Segment Start: DATASET EXCERPTS

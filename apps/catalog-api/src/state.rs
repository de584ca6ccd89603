//! Application state management

use database::postgres::{self, DatabaseConnection};
use domain_products::InMemoryProductRepository;
use migration::Migrator;
use tracing::{info, warn};

use crate::config::{Config, StorageBackend};

/// Connected storage, chosen by `STORAGE_BACKEND`
#[derive(Clone)]
pub enum Storage {
    Postgres(DatabaseConnection),
    Memory(InMemoryProductRepository),
}

/// Shared application state
#[derive(Clone)]
pub struct AppState {
    pub config: Config,
    pub storage: Storage,
}

impl AppState {
    /// Open storage and, for PostgreSQL, apply pending migrations when enabled
    pub async fn connect(config: Config) -> eyre::Result<Self> {
        let storage = match &config.storage {
            StorageBackend::Postgres(pg) => {
                let db = postgres::connect_from_config_with_retry(pg.clone(), None)
                    .await
                    .map_err(|e| eyre::eyre!("PostgreSQL connection failed: {}", e))?;

                if config.run_migrations {
                    postgres::run_migrations::<Migrator>(&db, config.app.name).await?;
                } else {
                    info!("RUN_MIGRATIONS=false, skipping migrations");
                }

                Storage::Postgres(db)
            }
            StorageBackend::Memory => {
                warn!("Using in-memory storage; products are lost on restart");
                Storage::Memory(InMemoryProductRepository::new())
            }
        };

        Ok(Self { config, storage })
    }

    /// Release storage resources during shutdown
    pub async fn close(self) {
        if let Storage::Postgres(db) = self.storage {
            if let Err(e) = postgres::close(db).await {
                tracing::error!("Error closing PostgreSQL: {}", e);
            }
        }
    }
}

Segment End: DATASET EXCERPTS

→ EXERCISE: Every line of the listing is to be transcribed exactly.

→ PROBLEM SOLUTION:
filename apps/catalog-api/src/state.rs
repository de584ca6ccd89603
//! Application state management

use database::postgres::{self, DatabaseConnection};
use domain_products::InMemoryProductRepository;
use migration::Migrator;
use tracing::{info, warn};

use crate::config::{Config, StorageBackend};

/// Connected storage, chosen by `STORAGE_BACKEND`
#[derive(Clone)]
pub enum Storage {
    Postgres(DatabaseConnection),
    Memory(InMemoryProductRepository),
}

/// Shared application state
#[derive(Clone)]
pub struct AppState {
    pub config: Config,
    pub storage: Storage,
}

impl AppState {
    /// Open storage and, for PostgreSQL, apply pending migrations when enabled
    pub async fn connect(config: Config) -> eyre::Result<Self> {
        let storage = match &config.storage {
            StorageBackend::Postgres(pg) => {
                let db = postgres::connect_from_config_with_retry(pg.clone(), None)
                    .await
                    .map_err(|e| eyre::eyre!("PostgreSQL connection failed: {}", e))?;

                if config.run_migrations {
                    postgres::run_migrations::<Migrator>(&db, config.app.name).await?;
                } else {
                    info!("RUN_MIGRATIONS=false, skipping migrations");
                }

                Storage::Postgres(db)
            }
            StorageBackend::Memory => {
                warn!("Using in-memory storage; products are lost on restart");
                Storage::Memory(InMemoryProductRepository::new())
            }
        };

        Ok(Self { config, storage })
    }

    /// Release storage resources during shutdown
    pub async fn close(self) {
        if let Storage::Postgres(db) = self.storage {
            if let Err(e) = postgres::close(db).await {
                tracing::error!("Error closing PostgreSQL: {}", e);
            }
        }
    }
}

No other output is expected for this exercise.